Dipolisikan karena mengkritik Pidato Jokowi, Greenpeace Buka Suara
News

Dipolisikan karena mengkritik Pidato Jokowi, Greenpeace Buka Suara

Jalurmedia.com – Asep Komarudin, selaku juru kampanya hutan Greenpeace Indonesia akhirnya membuka suara. Ia mengatakan langkah yang diambil Sekjen Komite Pemberantasan Mafia Hukum, Husin Shahab, telah merusak keadaan demokrasi Indonesia. Sebelumnya, Husin mempolisikan dua anggota Greenpeace karena mengkritik pidato Presiden Jokowi di COP26, Glasgow.

Asep berpendapat bahwa tidak seharusnya sebuah kritik ditanggapi dengan melaporkan ke kepolisian. Seharusnya kritik ditanggapi dengan dialog. Asep juga mengatakan bahwa pelaporan seperti ini merusak iklim demokrasi, seharusnya kritik terhadap pemerintah tidak ditanggapi dengan laporan polisi.

Kendati demikian, Asep dan pihaknya mengaku siap untuk menghadapi pelaporan tersebut. Asep menegaskan bahwa data yang telah disampaikan oleh Greenpeace ke publik merupakan data yang valid. Asep mengatakan pihaknya akan hadapi laporan ini meski kita sedang dalam krisis iklim yang membutuhkan aksi nyata pemerintah.

Anggota Greenpeace Dilaporkan

Husin Shahab melaporkan dua anggota Greenpeace setelah mereka mengkritik pidato Jokowi di KTT Cop 26 di Glasgow. Kedua anggota tersebut dilaporkan dalam perkara membuat berita bohong yang menimbulkan keonaran. Tak hanya itu, Husin juga menyebut kedua orang itu menyebarkan informasi yang ditujukan untuk menimbulkan permusuhan ataupun rasa kebencian.

Sebelumnya Husin melaporkan Greenpeace dengan pasal 14 dan 15 Undang-Undang Nomor 1 Tahun 1946 tentang Kitab Undang-Undang Hukum Pidana (KUHP).

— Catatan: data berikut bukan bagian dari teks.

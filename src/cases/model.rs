//! Case data model: cases, lifecycle states, audit activities, and
//! review/approval records.

use chrono::{DateTime, Utc};
use serde::{Deserialize, Serialize};
use uuid::Uuid;

/// Lifecycle state of a case, in lifecycle order.
#[derive(Debug, Clone, Copy, PartialEq, Eq, PartialOrd, Ord, Hash, Serialize, Deserialize)]
#[serde(rename_all = "SCREAMING_SNAKE_CASE")]
pub enum CaseState {
    Recibido,
    Asignado,
    EnRedaccion,
    EnRevision,
    EnAprobacion,
    FirmaLegal,
    ListoEnvio,
    Enviado,
    ConAcuse,
    Cerrado,
}

impl CaseState {
    /// All states in lifecycle order.
    pub const ALL: [CaseState; 10] = [
        CaseState::Recibido,
        CaseState::Asignado,
        CaseState::EnRedaccion,
        CaseState::EnRevision,
        CaseState::EnAprobacion,
        CaseState::FirmaLegal,
        CaseState::ListoEnvio,
        CaseState::Enviado,
        CaseState::ConAcuse,
        CaseState::Cerrado,
    ];

    pub fn as_str(&self) -> &'static str {
        match self {
            Self::Recibido => "RECIBIDO",
            Self::Asignado => "ASIGNADO",
            Self::EnRedaccion => "EN_REDACCION",
            Self::EnRevision => "EN_REVISION",
            Self::EnAprobacion => "EN_APROBACION",
            Self::FirmaLegal => "FIRMA_LEGAL",
            Self::ListoEnvio => "LISTO_ENVIO",
            Self::Enviado => "ENVIADO",
            Self::ConAcuse => "CON_ACUSE",
            Self::Cerrado => "CERRADO",
        }
    }

    pub fn is_terminal(&self) -> bool {
        matches!(self, Self::Cerrado)
    }
}

impl std::fmt::Display for CaseState {
    fn fmt(&self, f: &mut std::fmt::Formatter<'_>) -> std::fmt::Result {
        f.write_str(self.as_str())
    }
}

impl std::str::FromStr for CaseState {
    type Err = String;
    fn from_str(s: &str) -> Result<Self, Self::Err> {
        Self::ALL
            .into_iter()
            .find(|st| st.as_str() == s)
            .ok_or_else(|| format!("Unknown case state: {s}"))
    }
}

/// Case priority.
#[derive(Debug, Clone, Copy, PartialEq, Eq, Hash, Serialize, Deserialize, Default)]
#[serde(rename_all = "SCREAMING_SNAKE_CASE")]
pub enum Priority {
    MuyAlta,
    Alta,
    #[default]
    Media,
    Baja,
}

impl Priority {
    pub fn as_str(&self) -> &'static str {
        match self {
            Self::MuyAlta => "MUY_ALTA",
            Self::Alta => "ALTA",
            Self::Media => "MEDIA",
            Self::Baja => "BAJA",
        }
    }
}

impl std::fmt::Display for Priority {
    fn fmt(&self, f: &mut std::fmt::Formatter<'_>) -> std::fmt::Result {
        f.write_str(self.as_str())
    }
}

impl std::str::FromStr for Priority {
    type Err = String;
    fn from_str(s: &str) -> Result<Self, Self::Err> {
        match s {
            "MUY_ALTA" => Ok(Self::MuyAlta),
            "ALTA" => Ok(Self::Alta),
            "MEDIA" => Ok(Self::Media),
            "BAJA" => Ok(Self::Baja),
            _ => Err(format!("Unknown priority: {s}")),
        }
    }
}

/// One regulatory correspondence matter.
#[derive(Debug, Clone, Serialize, Deserialize)]
#[serde(rename_all = "camelCase")]
pub struct Case {
    pub id: Uuid,
    pub asunto: String,
    #[serde(default, skip_serializing_if = "Option::is_none")]
    pub descripcion: Option<String>,
    pub prioridad: Priority,
    pub estado: CaseState,
    /// Mirrors `estado`; persisted separately for reporting.
    pub etapa_aprobacion: CaseState,
    #[serde(default, skip_serializing_if = "Option::is_none")]
    pub entidad_id: Option<Uuid>,
    #[serde(default, skip_serializing_if = "Option::is_none")]
    pub responsable_id: Option<Uuid>,
    pub creador_id: Uuid,
    #[serde(default, skip_serializing_if = "Option::is_none")]
    pub email_origen_id: Option<Uuid>,
    #[serde(default, skip_serializing_if = "Option::is_none")]
    pub numero_radicado_entrada: Option<String>,
    #[serde(default, skip_serializing_if = "Option::is_none")]
    pub numero_radicado_salida: Option<String>,
    pub fecha_recepcion: DateTime<Utc>,
    #[serde(default, skip_serializing_if = "Option::is_none")]
    pub fecha_vencimiento: Option<DateTime<Utc>>,
    #[serde(default, skip_serializing_if = "Option::is_none")]
    pub fecha_asignacion: Option<DateTime<Utc>>,
    #[serde(default, skip_serializing_if = "Option::is_none")]
    pub fecha_envio_revision: Option<DateTime<Utc>>,
    #[serde(default, skip_serializing_if = "Option::is_none")]
    pub fecha_firma: Option<DateTime<Utc>>,
    #[serde(default, skip_serializing_if = "Option::is_none")]
    pub fecha_envio: Option<DateTime<Utc>>,
    #[serde(default, skip_serializing_if = "Option::is_none")]
    pub fecha_acuse: Option<DateTime<Utc>>,
    #[serde(default, skip_serializing_if = "Option::is_none")]
    pub fecha_cierre: Option<DateTime<Utc>>,
    pub created_at: DateTime<Utc>,
    pub updated_at: DateTime<Utc>,
}

impl Case {
    /// Create a freshly received case.
    pub fn new(asunto: impl Into<String>, creador_id: Uuid) -> Self {
        let now = Utc::now();
        Self {
            id: Uuid::new_v4(),
            asunto: asunto.into(),
            descripcion: None,
            prioridad: Priority::default(),
            estado: CaseState::Recibido,
            etapa_aprobacion: CaseState::Recibido,
            entidad_id: None,
            responsable_id: None,
            creador_id,
            email_origen_id: None,
            numero_radicado_entrada: None,
            numero_radicado_salida: None,
            fecha_recepcion: now,
            fecha_vencimiento: None,
            fecha_asignacion: None,
            fecha_envio_revision: None,
            fecha_firma: None,
            fecha_envio: None,
            fecha_acuse: None,
            fecha_cierre: None,
            created_at: now,
            updated_at: now,
        }
    }

    /// Builder: set priority.
    pub fn with_priority(mut self, prioridad: Priority) -> Self {
        self.prioridad = prioridad;
        self
    }

    /// Builder: set the inbound radicado.
    pub fn with_radicado_entrada(mut self, radicado: impl Into<String>) -> Self {
        self.numero_radicado_entrada = Some(radicado.into());
        self
    }

    /// Builder: set the outbound radicado.
    pub fn with_radicado_salida(mut self, radicado: impl Into<String>) -> Self {
        self.numero_radicado_salida = Some(radicado.into());
        self
    }

    /// Builder: set the due date.
    pub fn with_due_date(mut self, due: DateTime<Utc>) -> Self {
        self.fecha_vencimiento = Some(due);
        self
    }

    /// Builder: set state directly. Used for intake of already-progressed
    /// cases and in tests; live transitions go through the workflow.
    pub fn with_state(mut self, estado: CaseState) -> Self {
        self.estado = estado;
        self.etapa_aprobacion = estado;
        self
    }

    /// Builder: set the responsible user.
    pub fn with_responsable(mut self, user_id: Uuid) -> Self {
        self.responsable_id = Some(user_id);
        self
    }

    /// Whether the case is past its due date and still open.
    pub fn is_overdue(&self, now: DateTime<Utc>) -> bool {
        !self.estado.is_terminal() && self.fecha_vencimiento.is_some_and(|due| due < now)
    }
}

/// Audit activity tag.
#[derive(Debug, Clone, Copy, PartialEq, Eq, Hash, Serialize, Deserialize)]
#[serde(rename_all = "SCREAMING_SNAKE_CASE")]
pub enum ActivityType {
    Creacion,
    Asignacion,
    CambioEstado,
    EnvioRevision,
    RevisionAprobada,
    Aprobacion,
    EnvioFinal,
    AcuseRecibo,
    Cierre,
}

impl ActivityType {
    pub const ALL: [ActivityType; 9] = [
        ActivityType::Creacion,
        ActivityType::Asignacion,
        ActivityType::CambioEstado,
        ActivityType::EnvioRevision,
        ActivityType::RevisionAprobada,
        ActivityType::Aprobacion,
        ActivityType::EnvioFinal,
        ActivityType::AcuseRecibo,
        ActivityType::Cierre,
    ];

    pub fn as_str(&self) -> &'static str {
        match self {
            Self::Creacion => "CREACION",
            Self::Asignacion => "ASIGNACION",
            Self::CambioEstado => "CAMBIO_ESTADO",
            Self::EnvioRevision => "ENVIO_REVISION",
            Self::RevisionAprobada => "REVISION_APROBADA",
            Self::Aprobacion => "APROBACION",
            Self::EnvioFinal => "ENVIO_FINAL",
            Self::AcuseRecibo => "ACUSE_RECIBO",
            Self::Cierre => "CIERRE",
        }
    }
}

impl std::str::FromStr for ActivityType {
    type Err = String;
    fn from_str(s: &str) -> Result<Self, Self::Err> {
        Self::ALL
            .into_iter()
            .find(|t| t.as_str() == s)
            .ok_or_else(|| format!("Unknown activity type: {s}"))
    }
}

/// Append-only audit record of an action taken on a case.
#[derive(Debug, Clone, Serialize, Deserialize)]
#[serde(rename_all = "camelCase")]
pub struct Activity {
    pub id: Uuid,
    pub caso_id: Uuid,
    pub usuario_id: Uuid,
    pub tipo: ActivityType,
    pub descripcion: String,
    pub created_at: DateTime<Utc>,
}

impl Activity {
    pub fn new(
        caso_id: Uuid,
        usuario_id: Uuid,
        tipo: ActivityType,
        descripcion: impl Into<String>,
    ) -> Self {
        Self {
            id: Uuid::new_v4(),
            caso_id,
            usuario_id,
            tipo,
            descripcion: descripcion.into(),
            created_at: Utc::now(),
        }
    }
}

/// Sub-state of a review or approval cycle.
#[derive(Debug, Clone, Copy, PartialEq, Eq, Hash, Serialize, Deserialize)]
#[serde(rename_all = "SCREAMING_SNAKE_CASE")]
pub enum ReviewState {
    Pendiente,
    Aprobada,
}

impl ReviewState {
    pub fn as_str(&self) -> &'static str {
        match self {
            Self::Pendiente => "PENDIENTE",
            Self::Aprobada => "APROBADA",
        }
    }
}

impl std::str::FromStr for ReviewState {
    type Err = String;
    fn from_str(s: &str) -> Result<Self, Self::Err> {
        match s {
            "PENDIENTE" => Ok(Self::Pendiente),
            "APROBADA" => Ok(Self::Aprobada),
            _ => Err(format!("Unknown review state: {s}")),
        }
    }
}

/// A legal review cycle (Revision) or a final approval cycle (Aprobacion).
/// Both share the same shape; `ReviewKind` tells them apart.
#[derive(Debug, Clone, Copy, PartialEq, Eq, Hash, Serialize, Deserialize)]
#[serde(rename_all = "snake_case")]
pub enum ReviewKind {
    Revision,
    Aprobacion,
}

impl ReviewKind {
    /// Backing table name.
    pub fn table(&self) -> &'static str {
        match self {
            Self::Revision => "revisiones",
            Self::Aprobacion => "aprobaciones",
        }
    }
}

#[derive(Debug, Clone, Serialize, Deserialize)]
#[serde(rename_all = "camelCase")]
pub struct Review {
    pub id: Uuid,
    pub kind: ReviewKind,
    pub caso_id: Uuid,
    /// Reviewer for a Revision, approver for an Aprobacion.
    pub usuario_id: Uuid,
    pub estado: ReviewState,
    #[serde(default, skip_serializing_if = "Option::is_none")]
    pub comentarios: Option<String>,
    pub created_at: DateTime<Utc>,
    #[serde(default, skip_serializing_if = "Option::is_none")]
    pub resolved_at: Option<DateTime<Utc>>,
}

impl Review {
    /// Create a pending review cycle.
    pub fn pending(kind: ReviewKind, caso_id: Uuid, usuario_id: Uuid) -> Self {
        Self {
            id: Uuid::new_v4(),
            kind,
            caso_id,
            usuario_id,
            estado: ReviewState::Pendiente,
            comentarios: None,
            created_at: Utc::now(),
            resolved_at: None,
        }
    }
}

#[derive(Debug, Clone, Serialize, Deserialize)]
pub struct StateCount {
    pub estado: CaseState,
    pub total: u64,
}

/// Counts shown on the dashboard.
#[derive(Debug, Clone, Default, Serialize, Deserialize)]
#[serde(rename_all = "camelCase")]
pub struct DashboardSummary {
    pub total: u64,
    /// One entry per state in lifecycle order; zero counts included.
    pub por_estado: Vec<StateCount>,
    pub vencidos: u64,
    pub emails_sin_vincular: u64,
}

Pasal 28 ayat (2) juncto pasal 45A ayat (2) Undang-Undang Nomor 11 Tahun 2008 tentang Informasi dan Transaksi Elektronik (UU ITE) juga Husin gunakan dalam menggugat anggota Greenpeace tersebut.

Data Valid Greenpeace

Leonard Simanjuntak, selaku ketua Greenpeace Indonesia yang juga sebagai terlapor, turut membantah bahwa data yang dipaparkan oleh pihaknya tidak valid dan hoaks. Bahkan Leo juga mengatakan bahwa data tersebut dikeluarkan oleh Kementrian Lingkungan Hidup dan Kehutanan (KLHK) sendiri.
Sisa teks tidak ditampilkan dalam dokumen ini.